Try it - Can the data below be echoed back word for word?

Material shown -
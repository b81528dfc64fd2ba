//! Ranked volunteer suggestions over a snapshot.

mod common;

use common::*;
use rota_core::{
    assignment::AssignmentStatus::{Confirmed, Pending},
    error::RotaError,
    suggest::{suggest, suggested_ids, SlotRequest},
};

fn req(ministry_id: &str, slots: u32) -> SlotRequest {
    SlotRequest {
        ministry_id: ministry_id.into(),
        slots,
    }
}

fn target() -> rota_core::service::Service {
    service("target", "2024-06-02", "Sunday Worship", &[])
}

#[test]
fn fills_requested_slots_from_eligible_members() {
    let snap = snapshot(
        vec![target()],
        vec![volunteer("a", &["music"]), volunteer("b", &["music"])],
        vec![ministry("music", "Louvor")],
        vec![],
    );

    let two = suggest(&target(), &[req("music", 2)], &snap, &admin()).unwrap();
    assert_eq!(two.len(), 1);
    assert_eq!(two[0].ministry_name, "Louvor");
    assert_eq!(two[0].suggested_volunteer_ids.len(), 2);
    assert_eq!(two[0].missing_slots, 0);

    let three = suggest(&target(), &[req("music", 3)], &snap, &admin()).unwrap();
    assert_eq!(three[0].requested_slots, 3);
    assert_eq!(three[0].suggested_volunteer_ids.len(), 2);
    assert_eq!(three[0].missing_slots, 1);
}

/// c rested since January (85), a served last week (≈61.3), b is new (52).
#[test]
fn ranks_by_composite_score() {
    let history = vec![
        service("last-week", "2024-05-26", "Sunday", &[("a", Confirmed)]),
        service("january", "2024-01-07", "Sunday", &[("c", Confirmed)]),
    ];
    let mut services = history;
    services.push(target());
    let snap = snapshot(
        services,
        vec![
            volunteer("a", &["music"]),
            volunteer("b", &["music"]),
            volunteer("c", &["music"]),
        ],
        vec![ministry("music", "Louvor")],
        vec![],
    );

    let out = suggest(&target(), &[req("music", 3)], &snap, &admin()).unwrap();
    assert_eq!(out[0].suggested_volunteer_ids, vec!["c", "a", "b"]);
}

#[test]
fn ties_keep_roster_order() {
    let snap = snapshot(
        vec![target()],
        vec![
            volunteer("z", &["music"]),
            volunteer("m", &["music"]),
            volunteer("a", &["music"]),
        ],
        vec![ministry("music", "Louvor")],
        vec![],
    );
    let out = suggest(&target(), &[req("music", 3)], &snap, &admin()).unwrap();
    assert_eq!(out[0].suggested_volunteer_ids, vec!["z", "m", "a"]);
}

/// Unavailability is a hard filter, not a score penalty.
#[test]
fn unavailable_volunteer_is_never_suggested() {
    let services = vec![
        service("january", "2024-01-07", "Sunday", &[("top", Confirmed)]),
        target(),
    ];
    let snap = snapshot(
        services,
        vec![volunteer("top", &["music"]), volunteer("new", &["music"])],
        vec![ministry("music", "Louvor")],
        vec![window("top", "2024-06-01", "2024-06-02")],
    );
    let out = suggest(&target(), &[req("music", 2)], &snap, &admin()).unwrap();
    assert_eq!(out[0].suggested_volunteer_ids, vec!["new"]);
    assert_eq!(out[0].missing_slots, 1);
}

#[test]
fn volunteer_booked_elsewhere_that_day_is_excluded() {
    let services = vec![
        service("youth", "2024-06-02", "Youth Service", &[("a", Pending)]),
        target(),
    ];
    let snap = snapshot(
        services,
        vec![volunteer("a", &["music"]), volunteer("b", &["music"])],
        vec![ministry("music", "Louvor")],
        vec![],
    );
    let out = suggest(&target(), &[req("music", 2)], &snap, &admin()).unwrap();
    assert_eq!(out[0].suggested_volunteer_ids, vec!["b"]);
}

#[test]
fn volunteers_already_on_the_service_are_excluded() {
    let on_it = service("target", "2024-06-02", "Sunday Worship", &[("a", Pending)]);
    let snap = snapshot(
        vec![on_it.clone()],
        vec![volunteer("a", &["music"]), volunteer("b", &["music"])],
        vec![ministry("music", "Louvor")],
        vec![],
    );
    let out = suggest(&on_it, &[req("music", 2)], &snap, &admin()).unwrap();
    assert_eq!(out[0].suggested_volunteer_ids, vec!["b"]);
}

/// A volunteer in two ministries is picked for the first request only.
#[test]
fn a_volunteer_fills_at_most_one_ministry() {
    let snap = snapshot(
        vec![target()],
        vec![volunteer("both", &["music", "media"]), volunteer("m", &["media"])],
        vec![ministry("music", "Louvor"), ministry("media", "Mídia")],
        vec![],
    );
    let out = suggest(&target(), &[req("music", 1), req("media", 2)], &snap, &admin()).unwrap();

    assert_eq!(out[0].ministry_id, "music", "output follows request order");
    assert_eq!(out[0].suggested_volunteer_ids, vec!["both"]);
    assert_eq!(out[1].ministry_id, "media");
    assert_eq!(out[1].suggested_volunteer_ids, vec!["m"]);
    assert_eq!(out[1].missing_slots, 1);
    assert_eq!(suggested_ids(&out), vec!["both", "m"]);
}

#[test]
fn leaders_only_get_ministries_they_lead() {
    let snap = snapshot(
        vec![target()],
        vec![volunteer("a", &["music"]), volunteer("b", &["media"])],
        vec![ministry("music", "Louvor"), ministry("media", "Mídia")],
        vec![],
    );
    let out = suggest(
        &target(),
        &[req("music", 1), req("media", 1)],
        &snap,
        &leader_of(&["media"]),
    )
    .unwrap();
    assert_eq!(out.len(), 1);
    assert_eq!(out[0].ministry_id, "media");
    assert_eq!(out[0].suggested_volunteer_ids, vec!["b"]);
}

#[test]
fn zero_total_slots_is_rejected() {
    let snap = snapshot(vec![target()], vec![], vec![], vec![]);
    let err = suggest(&target(), &[req("music", 0), req("media", 0)], &snap, &admin()).unwrap_err();
    assert!(matches!(err, RotaError::Validation { .. }), "got {err:?}");

    let err = suggest(&target(), &[], &snap, &admin()).unwrap_err();
    assert!(matches!(err, RotaError::Validation { .. }));
}

#[test]
fn zero_slot_requests_are_skipped() {
    let snap = snapshot(
        vec![target()],
        vec![volunteer("a", &["music"])],
        vec![ministry("music", "Louvor"), ministry("media", "Mídia")],
        vec![],
    );
    let out = suggest(&target(), &[req("media", 0), req("music", 1)], &snap, &admin()).unwrap();
    assert_eq!(out.len(), 1);
    assert_eq!(out[0].ministry_id, "music");
}

#[test]
fn unknown_ministry_name_falls_back_to_id() {
    let snap = snapshot(vec![target()], vec![], vec![], vec![]);
    let out = suggest(&target(), &[req("kids", 1)], &snap, &admin()).unwrap();
    assert_eq!(out[0].ministry_name, "kids");
    assert_eq!(out[0].missing_slots, 1);
}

Completed task -
repository b81528dfc64fd2ba
//! Ranked volunteer suggestions over a snapshot.

mod common;

use common::*;
use rota_core::{
    assignment::AssignmentStatus::{Confirmed, Pending},
    error::RotaError,
    suggest::{suggest, suggested_ids, SlotRequest},
};

fn req(ministry_id: &str, slots: u32) -> SlotRequest {
    SlotRequest {
        ministry_id: ministry_id.into(),
        slots,
    }
}

fn target() -> rota_core::service::Service {
    service("target", "2024-06-02", "Sunday Worship", &[])
}

#[test]
fn fills_requested_slots_from_eligible_members() {
    let snap = snapshot(
        vec![target()],
        vec![volunteer("a", &["music"]), volunteer("b", &["music"])],
        vec![ministry("music", "Louvor")],
        vec![],
    );

    let two = suggest(&target(), &[req("music", 2)], &snap, &admin()).unwrap();
    assert_eq!(two.len(), 1);
    assert_eq!(two[0].ministry_name, "Louvor");
    assert_eq!(two[0].suggested_volunteer_ids.len(), 2);
    assert_eq!(two[0].missing_slots, 0);

    let three = suggest(&target(), &[req("music", 3)], &snap, &admin()).unwrap();
    assert_eq!(three[0].requested_slots, 3);
    assert_eq!(three[0].suggested_volunteer_ids.len(), 2);
    assert_eq!(three[0].missing_slots, 1);
}

/// c rested since January (85), a served last week (≈61.3), b is new (52).
#[test]
fn ranks_by_composite_score() {
    let history = vec![
        service("last-week", "2024-05-26", "Sunday", &[("a", Confirmed)]),
        service("january", "2024-01-07", "Sunday", &[("c", Confirmed)]),
    ];
    let mut services = history;
    services.push(target());
    let snap = snapshot(
        services,
        vec![
            volunteer("a", &["music"]),
            volunteer("b", &["music"]),
            volunteer("c", &["music"]),
        ],
        vec![ministry("music", "Louvor")],
        vec![],
    );

    let out = suggest(&target(), &[req("music", 3)], &snap, &admin()).unwrap();
    assert_eq!(out[0].suggested_volunteer_ids, vec!["c", "a", "b"]);
}

#[test]
fn ties_keep_roster_order() {
    let snap = snapshot(
        vec![target()],
        vec![
            volunteer("z", &["music"]),
            volunteer("m", &["music"]),
            volunteer("a", &["music"]),
        ],
        vec![ministry("music", "Louvor")],
        vec![],
    );
    let out = suggest(&target(), &[req("music", 3)], &snap, &admin()).unwrap();
    assert_eq!(out[0].suggested_volunteer_ids, vec!["z", "m", "a"]);
}

/// Unavailability is a hard filter, not a score penalty.
#[test]
fn unavailable_volunteer_is_never_suggested() {
    let services = vec![
        service("january", "2024-01-07", "Sunday", &[("top", Confirmed)]),
        target(),
    ];
    let snap = snapshot(
        services,
        vec![volunteer("top", &["music"]), volunteer("new", &["music"])],
        vec![ministry("music", "Louvor")],
        vec![window("top", "2024-06-01", "2024-06-02")],
    );
    let out = suggest(&target(), &[req("music", 2)], &snap, &admin()).unwrap();
    assert_eq!(out[0].suggested_volunteer_ids, vec!["new"]);
    assert_eq!(out[0].missing_slots, 1);
}

#[test]
fn volunteer_booked_elsewhere_that_day_is_excluded() {
    let services = vec![
        service("youth", "2024-06-02", "Youth Service", &[("a", Pending)]),
        target(),
    ];
    let snap = snapshot(
        services,
        vec![volunteer("a", &["music"]), volunteer("b", &["music"])],
        vec![ministry("music", "Louvor")],
        vec![],
    );
    let out = suggest(&target(), &[req("music", 2)], &snap, &admin()).unwrap();
    assert_eq!(out[0].suggested_volunteer_ids, vec!["b"]);
}

#[test]
fn volunteers_already_on_the_service_are_excluded() {
    let on_it = service("target", "2024-06-02", "Sunday Worship", &[("a", Pending)]);
    let snap = snapshot(
        vec![on_it.clone()],
        vec![volunteer("a", &["music"]), volunteer("b", &["music"])],
        vec![ministry("music", "Louvor")],
        vec![],
    );
    let out = suggest(&on_it, &[req("music", 2)], &snap, &admin()).unwrap();
    assert_eq!(out[0].suggested_volunteer_ids, vec!["b"]);
}

/// A volunteer in two ministries is picked for the first request only.
#[test]
fn a_volunteer_fills_at_most_one_ministry() {
    let snap = snapshot(
        vec![target()],
        vec![volunteer("both", &["music", "media"]), volunteer("m", &["media"])],
        vec![ministry("music", "Louvor"), ministry("media", "Mídia")],
        vec![],
    );
    let out = suggest(&target(), &[req("music", 1), req("media", 2)], &snap, &admin()).unwrap();

    assert_eq!(out[0].ministry_id, "music", "output follows request order");
    assert_eq!(out[0].suggested_volunteer_ids, vec!["both"]);
    assert_eq!(out[1].ministry_id, "media");
    assert_eq!(out[1].suggested_volunteer_ids, vec!["m"]);
    assert_eq!(out[1].missing_slots, 1);
    assert_eq!(suggested_ids(&out), vec!["both", "m"]);
}

#[test]
fn leaders_only_get_ministries_they_lead() {
    let snap = snapshot(
        vec![target()],
        vec![volunteer("a", &["music"]), volunteer("b", &["media"])],
        vec![ministry("music", "Louvor"), ministry("media", "Mídia")],
        vec![],
    );
    let out = suggest(
        &target(),
        &[req("music", 1), req("media", 1)],
        &snap,
        &leader_of(&["media"]),
    )
    .unwrap();
    assert_eq!(out.len(), 1);
    assert_eq!(out[0].ministry_id, "media");
    assert_eq!(out[0].suggested_volunteer_ids, vec!["b"]);
}

#[test]
fn zero_total_slots_is_rejected() {
    let snap = snapshot(vec![target()], vec![], vec![], vec![]);
    let err = suggest(&target(), &[req("music", 0), req("media", 0)], &snap, &admin()).unwrap_err();
    assert!(matches!(err, RotaError::Validation { .. }), "got {err:?}");

    let err = suggest(&target(), &[], &snap, &admin()).unwrap_err();
    assert!(matches!(err, RotaError::Validation { .. }));
}

#[test]
fn zero_slot_requests_are_skipped() {
    let snap = snapshot(
        vec![target()],
        vec![volunteer("a", &["music"])],
        vec![ministry("music", "Louvor"), ministry("media", "Mídia")],
        vec![],
    );
    let out = suggest(&target(), &[req("media", 0), req("music", 1)], &snap, &admin()).unwrap();
    assert_eq!(out.len(), 1);
    assert_eq!(out[0].ministry_id, "music");
}

#[test]
fn unknown_ministry_name_falls_back_to_id() {
    let snap = snapshot(vec![target()], vec![], vec![], vec![]);
    let out = suggest(&target(), &[req("kids", 1)], &snap, &admin()).unwrap();
    assert_eq!(out[0].ministry_name, "kids");
    assert_eq!(out[0].missing_slots, 1);
}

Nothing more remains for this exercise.